Die Bediensteten liefen nun durch die Gänge und trugen große, mit Weidenruten bedeckte Trinkgefäße, die sie zwischen zwei Stangen hängten. Überall hielten sie an und schenkten Becher mit dem besonderen Heidelbeerwein ein, dem klebrigen grünen Getränk, das die Athanatianer so lieben. Die Leute waren außer sich vor Freude. Sie waren am Ende der Zeit angelangt. Nichts war mehr von Bedeutung.


Sie kämpften sich einen Weg durch die hysterischen Gläubigen. Elgar und Daxon suchten eine Treppe zum unteren Stockwerk, aber es schien keine zu geben. Sie stiegen dieselbe Treppe hinunter, über die sie heraufgekommen waren, und befanden sich nun ganz im Freien, auf der Piazza. Der Dunst hatte sich zu einem tödlichen Rot verdichtet, und die beiden Beamten wussten, dass sie keine Zeit zu verlieren hatten.




Die Wachen an der Tür des Erdgeborenen verweigerten ihnen erneut den Durchgang, aber die Rücksicht auf Höflichkeit wurde nun in den Wind geschlagen. Entschlossen stießen sie die alten Kauze zurück an die Wand und schritten an ihnen vorbei.

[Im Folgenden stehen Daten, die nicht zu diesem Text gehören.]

mod config_commands;
mod events;
mod publish_commands;

use std::path::PathBuf;

use {
    clap::{Parser, Subcommand},
    herald_publish::{ErrorLogBuffer, ErrorLogLayer},
    tracing::{debug, info},
    tracing_subscriber::{EnvFilter, fmt, layer::SubscriberExt, util::SubscriberInitExt},
};

#[derive(Parser)]
#[command(name = "herald", about = "Herald: publish events as posts", version)]
struct Cli {
    #[command(subcommand)]
    command: Commands,

    /// Config file (default: ./herald.toml, then the user config dir).
    #[arg(long, global = true, env = "HERALD_CONFIG")]
    config: Option<PathBuf>,

    /// Log level (trace, debug, info, warn, error).
    #[arg(long, global = true, default_value = "info")]
    log_level: String,

    /// Output logs as JSON instead of human-readable.
    #[arg(long, global = true, default_value_t = false)]
    json_logs: bool,
}

#[derive(Subcommand)]
enum Commands {
    /// Publish a batch of events read from a JSON array or JSON Lines file.
    Run {
        /// Events file.
        #[arg(long)]
        events: PathBuf,
        /// Render and report without posting or recording outcomes.
        #[arg(long)]
        dry_run: bool,
    },
    /// Validate the configuration file and report errors/warnings.
    Validate,
    /// Report whether the publisher is working as expected.
    Health,
    /// Show the most recently recorded outcome events.
    Outcomes {
        #[arg(long, default_value_t = 20)]
        limit: usize,
    },
}

/// Initialise tracing and attach an [`ErrorLogLayer`] that records ERROR
/// events from herald crates for the health check.
fn init_telemetry(cli: &Cli, error_log: ErrorLogBuffer) {
    let filter =
        EnvFilter::try_from_default_env().unwrap_or_else(|_| EnvFilter::new(&cli.log_level));

    let registry = tracing_subscriber::registry()
        .with(filter)
        .with(ErrorLogLayer::new(error_log, "herald"));

    // Logs go to stderr; stdout carries command output.
    if cli.json_logs {
        registry
            .with(
                fmt::layer()
                    .json()
                    .with_target(true)
                    .with_thread_ids(false)
                    .with_writer(std::io::stderr),
            )
            .init();
    } else {
        registry
            .with(
                fmt::layer()
                    .with_target(false)
                    .with_thread_ids(false)
                    .with_ansi(true)
                    .with_writer(std::io::stderr),
            )
            .init();
    }
}

#[tokio::main]
async fn main() -> anyhow::Result<()> {
    dotenvy::dotenv().ok();
    let cli = Cli::parse();

    let error_log = ErrorLogBuffer::default();
    init_telemetry(&cli, error_log.clone());

    debug!(version = env!("CARGO_PKG_VERSION"), "herald starting");

    match cli.command {
        Commands::Validate => config_commands::handle_validate(cli.config.as_deref()),
        Commands::Run { events, dry_run } => {
            let loaded = config_commands::load(cli.config.as_deref())?;
            info!(
                agent_id = loaded.config.agent_id,
                events = %events.display(),
                dry_run,
                "publishing batch"
            );
            publish_commands::handle_run(&loaded.config, events, dry_run, error_log).await
        },
        Commands::Health => {
            let loaded = config_commands::load(cli.config.as_deref())?;
            publish_commands::handle_health(&loaded.config, error_log).await
        },
        Commands::Outcomes { limit } => {
            let loaded = config_commands::load(cli.config.as_deref())?;
            publish_commands::handle_outcomes(&loaded.config, limit).await
        },
    }
}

In der Haupthalle des Tempels herrschte Chaos. Der herabsinkende Rauch des Weihrauchs auf dem Altar erschwerte die Sicht, und die freudestrahlenden alten Männer hatten in ihrem Überschwang viele der Kerzen umgeworfen und gelöscht. Einmal erblickten sie Yphon, umgeben von seinen Entführern, die sich alle eifrig über ihre Kindheit auf der Erde erzählten - die einzige bleibende Erinnerung, die sie miteinander teilen konnten. Doch in dem Gewühl und dem Rauch verloren sie ihn, und zweimal wurden sie sogar getrennt.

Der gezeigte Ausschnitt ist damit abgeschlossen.